А ведь с некоторых точек зрения сегодняшние минаро находятся в более завидном положении по сравнению с людьми, ведущими «современный» образ жизни. Например, их религия не имеет ничего общего с известными нам культами, проповедующими нетерпимость и требующими беспрекословного подчинения человека своим законам. Многочисленные феи, живущие в их горах, — и добрые, и злые — в конечном счете весьма походят на богов греко-римского пантеона, в которых больше человеческого, нежели божественного. Это скорее олицетворения надежды, радости, удовольствия и т. п., чем повелевающие и карающие божества. В жизни этого народа нет места ни политическому, ни религиозному угнетению. Именно так, судя по всему, и должны были жить люди каменного века. Можно сказать с уверенностью, что их умственные способности были не выше и не ниже наших.

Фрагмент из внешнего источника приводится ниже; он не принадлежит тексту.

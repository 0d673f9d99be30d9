//! Benchmark engine module
//!
//! Contains the timing primitive, the per-file benchmark driver, and the
//! suite orchestration.

pub mod file;
pub mod suite;
pub mod timing;

// Re-export commonly used types
pub use file::{async_benefit, comparison, ComparisonSummary, FileBenchmark};
pub use suite::SuiteRunner;
pub use timing::{measure, measure_async, Measurement};
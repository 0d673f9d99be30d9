//! Units formatting and conversion utilities
//!
//! Provides functions for human-readable formatting of file sizes and
//! throughput computation from byte counts and elapsed time.

use std::time::Duration;

/// Format a byte count into a human-readable size label.
///
/// Divides by 1024 while the value is at least 1024 and unit suffixes
/// remain, rendering with one decimal place.
///
/// # Examples
/// ```
/// use csvbench::util::units::format_file_size;
///
/// assert_eq!(format_file_size(0), "0.0 B");
/// assert_eq!(format_file_size(1024), "1.0 KB");
/// assert_eq!(format_file_size(1048576), "1.0 MB");
/// ```
pub fn format_file_size(bytes: u64) -> String {
    const UNITS: &[&str] = &["B", "KB", "MB", "GB"];
    const THRESHOLD: f64 = 1024.0;

    let mut size = bytes as f64;
    let mut unit_index = 0;

    while size >= THRESHOLD && unit_index < UNITS.len() - 1 {
        size /= THRESHOLD;
        unit_index += 1;
    }

    format!("{:.1} {}", size, UNITS[unit_index])
}

/// Calculate throughput in MB/s from bytes and duration.
///
/// 1 MB = 1,048,576 bytes. Zero duration yields 0.0.
///
/// # Examples
/// ```
/// use std::time::Duration;
/// use csvbench::util::units::calculate_throughput_mbps;
///
/// let throughput = calculate_throughput_mbps(1048576, Duration::from_secs(1));
/// assert!((throughput - 1.0).abs() < 0.01);
/// ```
pub fn calculate_throughput_mbps(bytes: u64, duration: Duration) -> f64 {
    if duration.is_zero() {
        return 0.0;
    }

    let duration_secs = duration.as_secs_f64();
    let megabytes = bytes as f64 / 1_048_576.0;
    megabytes / duration_secs
}
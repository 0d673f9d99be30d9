//! Result export
//!
//! Persists a completed result set to an output directory. The suite
//! driver only depends on the [`ResultExporter`] capability; the concrete
//! formats live behind it.

use std::fs;
use std::path::Path;

use serde::{Deserialize, Serialize};

use crate::models::ResultSet;
use crate::{CsvBenchError, Result, RESULTS_CSV_FILE, RESULTS_JSON_FILE};

/// Export collaborator: receives the full result set exactly once
pub trait ResultExporter {
    fn export_all(&self, set: &ResultSet, output_dir: &Path) -> Result<()>;
}

/// Versioned JSON document structure
#[derive(Debug, Serialize, Deserialize)]
pub struct ExportFile {
    pub version: u32,
    pub result_set: ResultSet,
}

/// Writes the result set as a versioned JSON document
#[derive(Debug, Default)]
pub struct JsonExporter;

impl ResultExporter for JsonExporter {
    fn export_all(&self, set: &ResultSet, output_dir: &Path) -> Result<()> {
        ensure_output_dir(output_dir)?;

        let document = ExportFile {
            version: 1,
            result_set: set.clone(),
        };
        let content = serde_json::to_string_pretty(&document)?;

        let path = output_dir.join(RESULTS_JSON_FILE);
        fs::write(&path, content).map_err(|e| {
            CsvBenchError::ExportError(format!(
                "Failed to write results file {}: {}",
                path.display(),
                e
            ))
        })?;

        Ok(())
    }
}

/// Writes one CSV row per method result
#[derive(Debug, Default)]
pub struct CsvExporter;

impl ResultExporter for CsvExporter {
    fn export_all(&self, set: &ResultSet, output_dir: &Path) -> Result<()> {
        ensure_output_dir(output_dir)?;

        let path = output_dir.join(RESULTS_CSV_FILE);
        let mut writer = csv::Writer::from_path(&path).map_err(|e| {
            CsvBenchError::ExportError(format!(
                "Failed to open results file {}: {}",
                path.display(),
                e
            ))
        })?;

        writer.write_record([
            "benchmark_name",
            "test_case",
            "library",
            "method",
            "row_count",
            "iterations",
            "mean_time_ms",
            "std_dev_ms",
            "allocated_bytes",
            "file_size",
            "environment",
        ])?;

        for record in &set.results {
            writer.write_record([
                record.benchmark_name.clone(),
                record.test_case.clone(),
                record.library.clone(),
                record.method.clone(),
                record.row_count.to_string(),
                record.iterations.to_string(),
                format!("{:.4}", record.mean_time_ms),
                format!("{:.4}", record.std_dev_ms),
                record.allocated_bytes.to_string(),
                record.file_size.clone(),
                record.environment.clone(),
            ])?;
        }

        writer
            .flush()
            .map_err(|e| CsvBenchError::ExportError(format!("Failed to flush results: {}", e)))?;

        Ok(())
    }
}

/// Runs a list of exporters against the same result set
pub struct CompositeExporter {
    exporters: Vec<Box<dyn ResultExporter>>,
}

impl CompositeExporter {
    pub fn new(exporters: Vec<Box<dyn ResultExporter>>) -> Self {
        Self { exporters }
    }

    /// The standard format set: JSON document plus CSV table
    pub fn standard() -> Self {
        Self::new(vec![Box::new(JsonExporter), Box::new(CsvExporter)])
    }
}

impl ResultExporter for CompositeExporter {
    fn export_all(&self, set: &ResultSet, output_dir: &Path) -> Result<()> {
        for exporter in &self.exporters {
            exporter.export_all(set, output_dir)?;
        }
        Ok(())
    }
}

fn ensure_output_dir(output_dir: &Path) -> Result<()> {
    fs::create_dir_all(output_dir).map_err(|e| {
        CsvBenchError::ExportError(format!(
            "Failed to create output directory {}: {}",
            output_dir.display(),
            e
        ))
    })
}
use std::path::PathBuf;
use std::sync::Arc;

use clap::Parser;
use tracing::{info, Level};
use tracing_subscriber::{fmt, EnvFilter};

use csvbench::bench::SuiteRunner;
use csvbench::config::BenchConfig;
use csvbench::engine::{CsvEngine, RustCsvEngine};
use csvbench::export::CompositeExporter;
use csvbench::fixtures::{self, standard_fixtures};
use csvbench::{CsvBenchError, Result};

#[derive(Parser, Debug)]
#[command(name = "csvbench", version, about = "CSV parsing benchmark harness")]
struct Cli {
    /// Directory containing the fixture files
    #[arg(long, value_name = "DIR")]
    fixture_dir: Option<PathBuf>,

    /// Directory the result exports are written into
    #[arg(long, value_name = "DIR")]
    output_dir: Option<PathBuf>,

    /// Override the default iteration count
    #[arg(long, value_name = "N")]
    iterations: Option<u32>,

    /// Disable the asynchronous method variants
    #[arg(long)]
    no_async: bool,

    /// Generate any missing standard fixture before running
    #[arg(long)]
    generate_fixtures: bool,

    /// Generate the extreme fixture with this many rows before running
    #[arg(long, value_name = "ROWS")]
    generate_extreme: Option<usize>,

    /// Increase log verbosity (-v, -vv)
    #[arg(short, long, action = clap::ArgAction::Count)]
    verbose: u8,

    /// Only log warnings and errors
    #[arg(short, long)]
    quiet: bool,
}

#[tokio::main]
async fn main() -> Result<()> {
    let cli = Cli::parse();
    init_logging(&cli)?;

    info!("Starting csvbench v{}", env!("CARGO_PKG_VERSION"));

    match execute(cli).await {
        Ok(()) => Ok(()),
        Err(e) => {
            tracing::error!("Benchmark run failed: {}", e);
            std::process::exit(1);
        }
    }
}

async fn execute(cli: Cli) -> Result<()> {
    let mut config = BenchConfig::load()?;
    if let Some(dir) = cli.fixture_dir {
        config.fixture_dir = dir;
    }
    if let Some(dir) = cli.output_dir {
        config.output_dir = dir;
    }
    if let Some(iterations) = cli.iterations {
        config.default_iterations = iterations;
    }
    if cli.no_async {
        config.enable_async = false;
    }
    config.validate()?;

    if cli.generate_fixtures {
        let generated = fixtures::ensure_standard_fixtures(&config.fixture_dir)?;
        for name in &generated {
            info!(file = %name, "generated fixture");
        }
    }
    if let Some(rows) = cli.generate_extreme {
        fixtures::generate_extreme(&config.fixture_dir, &config.extreme_fixture, rows)?;
        info!(file = %config.extreme_fixture, rows, "generated extreme fixture");
    }

    let engine: Arc<dyn CsvEngine> = Arc::new(RustCsvEngine::new());
    let exporter = CompositeExporter::standard();
    let runner = SuiteRunner::new(&config, engine, &exporter);
    let set = runner.run(&standard_fixtures()).await?;

    println!(
        "Exported {} results to {}",
        set.len(),
        config.output_dir.display()
    );
    Ok(())
}

fn init_logging(cli: &Cli) -> Result<()> {
    let filter = if cli.verbose > 0 {
        let level = match cli.verbose {
            1 => Level::DEBUG,
            _ => Level::TRACE,
        };
        EnvFilter::new(format!("csvbench={}", level))
    } else if cli.quiet {
        EnvFilter::new("warn")
    } else {
        EnvFilter::try_from_default_env().unwrap_or_else(|_| EnvFilter::new("csvbench=info"))
    };

    let subscriber = fmt().with_env_filter(filter).finish();
    tracing::subscriber::set_global_default(subscriber)
        .map_err(|e| CsvBenchError::ConfigError(format!("Failed to initialize logging: {}", e)))
}
//! CSV engine capability interface
//!
//! The harness measures a parsing engine through these traits rather than
//! calling a concrete library directly, so drivers and tests can inject
//! alternative engines.

use std::io::Read;

use crate::Result;

pub mod async_ops;
pub mod rust_csv;

// Re-export commonly used types
pub use async_ops::AsyncCsvEngine;
pub use rust_csv::RustCsvEngine;

/// Parsing options shared by every access pattern
#[derive(Debug, Clone)]
pub struct ReadOptions {
    /// Whether the first row is a header and excluded from record counts
    pub has_header: bool,
    /// Field delimiter byte
    pub delimiter: u8,
}

impl Default for ReadOptions {
    fn default() -> Self {
        Self {
            has_header: true,
            delimiter: b',',
        }
    }
}

/// One parsed CSV record
#[derive(Debug, Clone, PartialEq, Eq)]
pub struct CsvRecord {
    pub fields: Vec<String>,
}

impl CsvRecord {
    pub fn new(fields: Vec<String>) -> Self {
        Self { fields }
    }

    pub fn field_count(&self) -> usize {
        self.fields.len()
    }
}

/// Scoped reader over a byte source, yielding records one at a time.
///
/// The underlying source is released when the reader is dropped, within
/// the method invocation that opened it.
pub trait RecordStream {
    /// Read the next record, or `None` at end of input
    fn try_read_record(&mut self) -> Result<Option<CsvRecord>>;

    /// Count remaining records without materializing them
    fn count_records(&mut self) -> Result<u64> {
        let mut count = 0u64;
        while self.try_read_record()?.is_some() {
            count += 1;
        }
        Ok(count)
    }
}

/// Capability interface of the CSV library under test
pub trait CsvEngine: Send + Sync {
    /// Name of the library, used in result records
    fn name(&self) -> &'static str;

    /// Parse text into a fully materialized collection of records
    fn read_all_records(&self, text: &str, options: &ReadOptions) -> Result<Vec<CsvRecord>>;

    /// Parse text and return only the record count
    fn count_records(&self, text: &str, options: &ReadOptions) -> Result<u64>;

    /// Open a streaming reader over a byte source
    fn open_reader(
        &self,
        input: Box<dyn Read + Send>,
        options: &ReadOptions,
    ) -> Result<Box<dyn RecordStream + Send>>;
}
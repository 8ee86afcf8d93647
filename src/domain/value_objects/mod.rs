//! Value Objects for the storefront

use rust_decimal::{Decimal, RoundingStrategy};
use serde::{Deserialize, Serialize};
use std::fmt;
use std::ops::{Add, Sub};
use std::str::FromStr;
use thiserror::Error;

#[derive(Debug, Clone, PartialEq, Eq, Error)]
pub enum ValueError {
    #[error("quantity must be at least 1")]
    ZeroQuantity,
    #[error("amount is out of range")]
    AmountOutOfRange,
    #[error("invalid order number: {0}")]
    InvalidOrderNumber(String),
}

/// Largest single amount the store prices: one line total, an order
/// subtotal or a coupon value (10,000,000,000.00).
pub const MAX_AMOUNT_MINOR: i64 = 1_000_000_000_000;

/// Money value object.
///
/// Fixed-point amount in the store currency, always held at two fractional
/// digits. Persisted as integer minor units (paise).
#[derive(Clone, Copy, Debug, PartialEq, Eq, PartialOrd, Ord, Serialize, Deserialize)]
#[serde(from = "Decimal", into = "Decimal")]
pub struct Money(Decimal);

impl Money {
    pub fn new(amount: Decimal) -> Self {
        let mut amount = amount.round_dp_with_strategy(2, RoundingStrategy::MidpointAwayFromZero);
        amount.rescale(2);
        Self(amount)
    }
    pub fn zero() -> Self { Self::from_minor(0) }
    pub fn from_minor(minor: i64) -> Self { Self::new(Decimal::new(minor, 2)) }
    pub fn from_major(major: i64) -> Self { Self::new(Decimal::from(major)) }

    pub fn amount(&self) -> Decimal { self.0 }
    pub fn to_minor(&self) -> Result<i64, ValueError> {
        i64::try_from(self.0.mantissa()).map_err(|_| ValueError::AmountOutOfRange)
    }

    pub fn ceiling() -> Self { Self::from_minor(MAX_AMOUNT_MINOR) }

    /// `self * qty`, rejected past [`MAX_AMOUNT_MINOR`].
    pub fn checked_multiply(&self, qty: Quantity) -> Result<Money, ValueError> {
        self.0.checked_mul(Decimal::from(qty.get())).map(Money::new).ok_or(ValueError::AmountOutOfRange)?.bounded()
    }

    pub fn checked_add(&self, rhs: Money) -> Result<Money, ValueError> {
        self.0.checked_add(rhs.0).map(Money::new).ok_or(ValueError::AmountOutOfRange)?.bounded()
    }

    pub fn bounded(self) -> Result<Money, ValueError> {
        if self.0.abs() > Self::ceiling().0 { Err(ValueError::AmountOutOfRange) } else { Ok(self) }
    }
    /// Applies a rate such as `0.09` and rounds half away from zero to paise.
    pub fn scale(&self, rate: Decimal) -> Money { Money::new(self.0 * rate) }

    pub fn is_zero(&self) -> bool { self.0.is_zero() }
    pub fn is_negative(&self) -> bool { self.0.is_sign_negative() && !self.0.is_zero() }
}

impl Default for Money {
    fn default() -> Self { Self::zero() }
}

impl From<Decimal> for Money {
    fn from(amount: Decimal) -> Self { Money::new(amount) }
}

impl From<Money> for Decimal {
    fn from(money: Money) -> Self { money.0 }
}

impl Add for Money {
    type Output = Money;
    fn add(self, rhs: Money) -> Money { Money::new(self.0 + rhs.0) }
}

impl Sub for Money {
    type Output = Money;
    fn sub(self, rhs: Money) -> Money { Money::new(self.0 - rhs.0) }
}

impl std::iter::Sum for Money {
    fn sum<I: Iterator<Item = Money>>(iter: I) -> Money { iter.fold(Money::zero(), |acc, m| acc + m) }
}

impl fmt::Display for Money {
    fn fmt(&self, f: &mut fmt::Formatter<'_>) -> fmt::Result { write!(f, "{:.2}", self.0) }
}

/// Line-item quantity, never below 1.
#[derive(Clone, Copy, Debug, PartialEq, Eq, PartialOrd, Ord, Serialize, Deserialize)]
#[serde(try_from = "u32", into = "u32")]
pub struct Quantity(u32);

impl Quantity {
    pub const ONE: Quantity = Quantity(1);

    pub fn new(value: u32) -> Result<Self, ValueError> {
        if value == 0 { return Err(ValueError::ZeroQuantity); }
        Ok(Self(value))
    }
    pub fn get(&self) -> u32 { self.0 }
    pub fn increment(&self) -> Self { Self(self.0.saturating_add(1)) }
    /// `None` when the quantity is already 1.
    pub fn decrement(&self) -> Option<Self> {
        if self.0 <= 1 { None } else { Some(Self(self.0 - 1)) }
    }
    pub fn add(&self, other: Quantity) -> Self { Self(self.0.saturating_add(other.0)) }
}

impl TryFrom<u32> for Quantity {
    type Error = ValueError;
    fn try_from(value: u32) -> Result<Self, Self::Error> { Quantity::new(value) }
}

impl From<Quantity> for u32 {
    fn from(q: Quantity) -> Self { q.0 }
}

/// Store-assigned order number, displayed as `ORD-<n>`.
#[derive(Clone, Copy, Debug, PartialEq, Eq, PartialOrd, Ord, Hash, Serialize, Deserialize)]
#[serde(try_from = "String", into = "String")]
pub struct OrderNumber(u64);

impl OrderNumber {
    pub const PREFIX: &'static str = "ORD-";

    pub fn new(sequence: u64) -> Self { Self(sequence) }
    pub fn sequence(&self) -> u64 { self.0 }
}

impl fmt::Display for OrderNumber {
    fn fmt(&self, f: &mut fmt::Formatter<'_>) -> fmt::Result { write!(f, "{}{}", Self::PREFIX, self.0) }
}

impl FromStr for OrderNumber {
    type Err = ValueError;
    fn from_str(s: &str) -> Result<Self, Self::Err> {
        let trimmed = s.trim();
        let digits = trimmed.strip_prefix(Self::PREFIX).unwrap_or(trimmed);
        digits.parse::<u64>().map(OrderNumber).map_err(|_| ValueError::InvalidOrderNumber(s.to_string()))
    }
}

impl TryFrom<String> for OrderNumber {
    type Error = ValueError;
    fn try_from(value: String) -> Result<Self, Self::Error> { value.parse() }
}

impl From<OrderNumber> for String {
    fn from(n: OrderNumber) -> Self { n.to_string() }
}
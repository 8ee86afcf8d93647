//! Order domain: value objects, pricing, lifecycle and aggregates.
pub mod aggregates;
pub mod coupon;
pub mod events;
pub mod lifecycle;
pub mod pricing;
pub mod value_objects;
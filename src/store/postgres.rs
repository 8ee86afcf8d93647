//! Postgres store. Amounts are stored as integer paise; line items and the
//! shipping address are embedded JSONB documents.

use async_trait::async_trait;
use chrono::{DateTime, Utc};
use sqlx::postgres::PgPool;
use sqlx::types::Json;
use uuid::Uuid;

use crate::domain::aggregates::{Address, LineItem, Order, OrderSnapshot, PaymentMethod};
use crate::domain::coupon::{Coupon, CouponKind};
use crate::domain::lifecycle::{OrderStatus, PaymentStatus};
use crate::domain::value_objects::{Money, OrderNumber};
use crate::store::{CouponStore, OrderQuery, OrderStore, Page};
use crate::{Result, StorefrontError};

#[derive(Clone)]
pub struct PgStore {
    pool: PgPool,
}

impl PgStore {
    pub fn new(pool: PgPool) -> Self { Self { pool } }
}

#[derive(Debug, sqlx::FromRow)]
struct OrderRow {
    id: Uuid,
    order_number: i64,
    customer_id: String,
    customer_email: Option<String>,
    status: String,
    payment_status: String,
    payment_method: String,
    items: Json<Vec<LineItem>>,
    subtotal: i64,
    shipping: i64,
    discount: i64,
    total: i64,
    shipping_address: Json<Address>,
    coupon_code: Option<String>,
    gst_number: Option<String>,
    notes: Option<String>,
    created_at: DateTime<Utc>,
    updated_at: DateTime<Utc>,
}

impl TryFrom<OrderRow> for Order {
    type Error = StorefrontError;

    fn try_from(r: OrderRow) -> Result<Self> {
        let corrupt = |field: &str, e: &dyn std::fmt::Display| StorefrontError::Storage(format!("order {}: bad {field}: {e}", r.id));
        let order_number = u64::try_from(r.order_number).map_err(|e| corrupt("order_number", &e))?;
        let status: OrderStatus = r.status.parse().map_err(|e| corrupt("status", &e))?;
        let payment_status: PaymentStatus = r.payment_status.parse().map_err(|e| corrupt("payment_status", &e))?;
        let payment_method: PaymentMethod = r.payment_method.parse().map_err(|e| corrupt("payment_method", &e))?;
        Ok(Order::restore(OrderSnapshot {
            id: r.id,
            order_number: OrderNumber::new(order_number),
            customer_id: r.customer_id,
            customer_email: r.customer_email,
            status,
            payment_status,
            payment_method,
            items: r.items.0,
            subtotal: Money::from_minor(r.subtotal),
            shipping: Money::from_minor(r.shipping),
            discount: Money::from_minor(r.discount),
            total: Money::from_minor(r.total),
            shipping_address: r.shipping_address.0,
            coupon_code: r.coupon_code,
            gst_number: r.gst_number,
            notes: r.notes,
            created_at: r.created_at,
            updated_at: r.updated_at,
        }))
    }
}

fn minor(m: Money) -> Result<i64> {
    m.to_minor().map_err(|e| StorefrontError::Storage(e.to_string()))
}

fn sequence(n: OrderNumber) -> Result<i64> {
    i64::try_from(n.sequence()).map_err(|e| StorefrontError::Storage(e.to_string()))
}

const ORDER_COLUMNS: &str = "id, order_number, customer_id, customer_email, status, payment_status, payment_method, \
    items, subtotal, shipping, discount, total, shipping_address, coupon_code, gst_number, notes, created_at, updated_at";

#[async_trait]
impl OrderStore for PgStore {
    async fn next_order_number(&self) -> Result<OrderNumber> {
        let n: i64 = sqlx::query_scalar("SELECT nextval('order_number_seq')").fetch_one(&self.pool).await?;
        u64::try_from(n).map(OrderNumber::new).map_err(|e| StorefrontError::Storage(e.to_string()))
    }

    async fn insert_order(&self, order: &Order) -> Result<()> {
        let s = order.snapshot();
        sqlx::query(&format!(
            "INSERT INTO orders ({ORDER_COLUMNS}) VALUES ($1, $2, $3, $4, $5, $6, $7, $8, $9, $10, $11, $12, $13, $14, $15, $16, $17, $18)"
        ))
        .bind(s.id)
        .bind(sequence(s.order_number)?)
        .bind(&s.customer_id)
        .bind(&s.customer_email)
        .bind(s.status.as_str())
        .bind(s.payment_status.as_str())
        .bind(s.payment_method.as_str())
        .bind(Json(&s.items))
        .bind(minor(s.subtotal)?)
        .bind(minor(s.shipping)?)
        .bind(minor(s.discount)?)
        .bind(minor(s.total)?)
        .bind(Json(&s.shipping_address))
        .bind(&s.coupon_code)
        .bind(&s.gst_number)
        .bind(&s.notes)
        .bind(s.created_at)
        .bind(s.updated_at)
        .execute(&self.pool)
        .await?;
        Ok(())
    }

    async fn get_order(&self, id: Uuid) -> Result<Option<Order>> {
        sqlx::query_as::<_, OrderRow>(&format!("SELECT {ORDER_COLUMNS} FROM orders WHERE id = $1"))
            .bind(id)
            .fetch_optional(&self.pool)
            .await?
            .map(Order::try_from)
            .transpose()
    }

    async fn find_by_number(&self, number: OrderNumber) -> Result<Option<Order>> {
        sqlx::query_as::<_, OrderRow>(&format!("SELECT {ORDER_COLUMNS} FROM orders WHERE order_number = $1"))
            .bind(sequence(number)?)
            .fetch_optional(&self.pool)
            .await?
            .map(Order::try_from)
            .transpose()
    }

    async fn list_orders(&self, q: &OrderQuery) -> Result<Page<Order>> {
        let filter = "($1::text IS NULL OR status = $1) AND ($2::text IS NULL OR customer_id = $2)";
        let status = q.status.map(|s| s.as_str());
        let rows = sqlx::query_as::<_, OrderRow>(&format!(
            "SELECT {ORDER_COLUMNS} FROM orders WHERE {filter} ORDER BY created_at DESC, order_number DESC LIMIT $3 OFFSET $4"
        ))
        .bind(status)
        .bind(&q.customer_id)
        .bind(i64::from(q.per_page))
        .bind(q.offset() as i64)
        .fetch_all(&self.pool)
        .await?;
        let total: i64 = sqlx::query_scalar(&format!("SELECT COUNT(*) FROM orders WHERE {filter}"))
            .bind(status)
            .bind(&q.customer_id)
            .fetch_one(&self.pool)
            .await?;
        let data = rows.into_iter().map(Order::try_from).collect::<Result<Vec<_>>>()?;
        Ok(Page { data, total, page: q.page })
    }

    async fn update_order(&self, order: &Order) -> Result<()> {
        let s = order.snapshot();
        let result = sqlx::query(
            "UPDATE orders SET status = $2, payment_status = $3, items = $4, subtotal = $5, shipping = $6, \
             discount = $7, total = $8, updated_at = $9 WHERE id = $1",
        )
        .bind(s.id)
        .bind(s.status.as_str())
        .bind(s.payment_status.as_str())
        .bind(Json(&s.items))
        .bind(minor(s.subtotal)?)
        .bind(minor(s.shipping)?)
        .bind(minor(s.discount)?)
        .bind(minor(s.total)?)
        .bind(s.updated_at)
        .execute(&self.pool)
        .await?;
        if result.rows_affected() == 0 { return Err(StorefrontError::NotFound("Order")); }
        Ok(())
    }
}

#[derive(Debug, sqlx::FromRow)]
struct CouponRow {
    code: String,
    kind: String,
    value: i64,
    min_order: i64,
    max_discount: Option<i64>,
    active: bool,
    expires_at: Option<DateTime<Utc>>,
    created_at: DateTime<Utc>,
}

impl TryFrom<CouponRow> for Coupon {
    type Error = StorefrontError;

    fn try_from(r: CouponRow) -> Result<Self> {
        let kind = match r.kind.as_str() {
            "fixed" => CouponKind::Fixed(Money::from_minor(r.value)),
            "percentage" => CouponKind::Percentage(
                u32::try_from(r.value).map_err(|e| StorefrontError::Storage(format!("coupon {}: {e}", r.code)))?,
            ),
            other => return Err(StorefrontError::Storage(format!("coupon {}: unknown kind {other}", r.code))),
        };
        Ok(Coupon {
            code: r.code,
            kind,
            min_order: Money::from_minor(r.min_order),
            max_discount: r.max_discount.map(Money::from_minor),
            active: r.active,
            expires_at: r.expires_at,
            created_at: r.created_at,
        })
    }
}

#[async_trait]
impl CouponStore for PgStore {
    async fn find_coupon(&self, code: &str) -> Result<Option<Coupon>> {
        sqlx::query_as::<_, CouponRow>("SELECT * FROM coupons WHERE code = $1")
            .bind(code)
            .fetch_optional(&self.pool)
            .await?
            .map(Coupon::try_from)
            .transpose()
    }

    async fn insert_coupon(&self, c: &Coupon) -> Result<()> {
        let (kind, value) = match c.kind {
            CouponKind::Fixed(amount) => ("fixed", minor(amount)?),
            CouponKind::Percentage(p) => ("percentage", i64::from(p)),
        };
        let max_discount = c.max_discount.map(minor).transpose()?;
        sqlx::query(
            "INSERT INTO coupons (code, kind, value, min_order, max_discount, active, expires_at, created_at) \
             VALUES ($1, $2, $3, $4, $5, $6, $7, $8)",
        )
        .bind(&c.code)
        .bind(kind)
        .bind(value)
        .bind(minor(c.min_order)?)
        .bind(max_discount)
        .bind(c.active)
        .bind(c.expires_at)
        .bind(c.created_at)
        .execute(&self.pool)
        .await
        .map_err(|e| match e {
            sqlx::Error::Database(db) if db.is_unique_violation() => {
                StorefrontError::Validation(format!("coupon {} already exists", c.code))
            }
            other => other.into(),
        })?;
        Ok(())
    }

    async fn list_coupons(&self) -> Result<Vec<Coupon>> {
        sqlx::query_as::<_, CouponRow>("SELECT * FROM coupons ORDER BY code")
            .fetch_all(&self.pool)
            .await?
            .into_iter()
            .map(Coupon::try_from)
            .collect()
    }
}
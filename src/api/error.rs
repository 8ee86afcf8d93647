use axum::{
    extract::{rejection::JsonRejection, FromRequest},
    http::StatusCode,
    response::{IntoResponse, Response},
    Json,
};

use crate::domain::aggregates::OrderError;
use crate::StorefrontError;

impl StorefrontError {
    pub fn status_code(&self) -> StatusCode {
        match self {
            StorefrontError::Validation(_) | StorefrontError::Coupon(_) => StatusCode::BAD_REQUEST,
            StorefrontError::NotFound(_) => StatusCode::NOT_FOUND,
            StorefrontError::Unauthenticated => StatusCode::UNAUTHORIZED,
            StorefrontError::Forbidden => StatusCode::FORBIDDEN,
            StorefrontError::Storage(_) => StatusCode::INTERNAL_SERVER_ERROR,
            StorefrontError::Order(e) => match e {
                OrderError::ItemNotFound(_) => StatusCode::NOT_FOUND,
                OrderError::TransitionNotPermitted { .. } => StatusCode::CONFLICT,
                _ => StatusCode::BAD_REQUEST,
            },
        }
    }
}

impl IntoResponse for StorefrontError {
    fn into_response(self) -> Response {
        let status = self.status_code();
        if status.is_server_error() {
            tracing::error!(error = %self, "request failed");
        } else {
            tracing::warn!(error = %self, status = status.as_u16(), "request rejected");
        }
        (status, Json(serde_json::json!({ "error": self.to_string() }))).into_response()
    }
}

impl From<JsonRejection> for StorefrontError {
    fn from(rejection: JsonRejection) -> Self { StorefrontError::Validation(rejection.body_text()) }
}

/// `Json` body extractor whose rejections use the API error shape.
#[derive(FromRequest)]
#[from_request(via(Json), rejection(StorefrontError))]
pub struct ApiJson<T>(pub T);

Вероятно, они располагали большей личной свободой, чем мы сегодня.
Что касается труда и быта, минаро освоили употребление некоторых сегодняшних бронзовых и стальных орудий и предметов. Однако у многих в кухнях я заметил котлы, высеченные из черного камня, залежи которого находятся близ поселений минаро, в верховьях Инда.
— В них суп получается гораздо вкуснее, чем в медных, — объяснили мне. Вот вам и технический прогресс!
Продолжая изучение нашего затерянного в веках прошлого, мы получили весьма любопытные сведения о принятом у минаро способе захоронения. Оговорюсь, что последователи буддизма в здешних местах, как правило, не хоронят умерших. Их сжигают на кострах, или же отправляют тела вниз по течению реки, или расчленяют трупы и оставляют на съедение хищным птицам.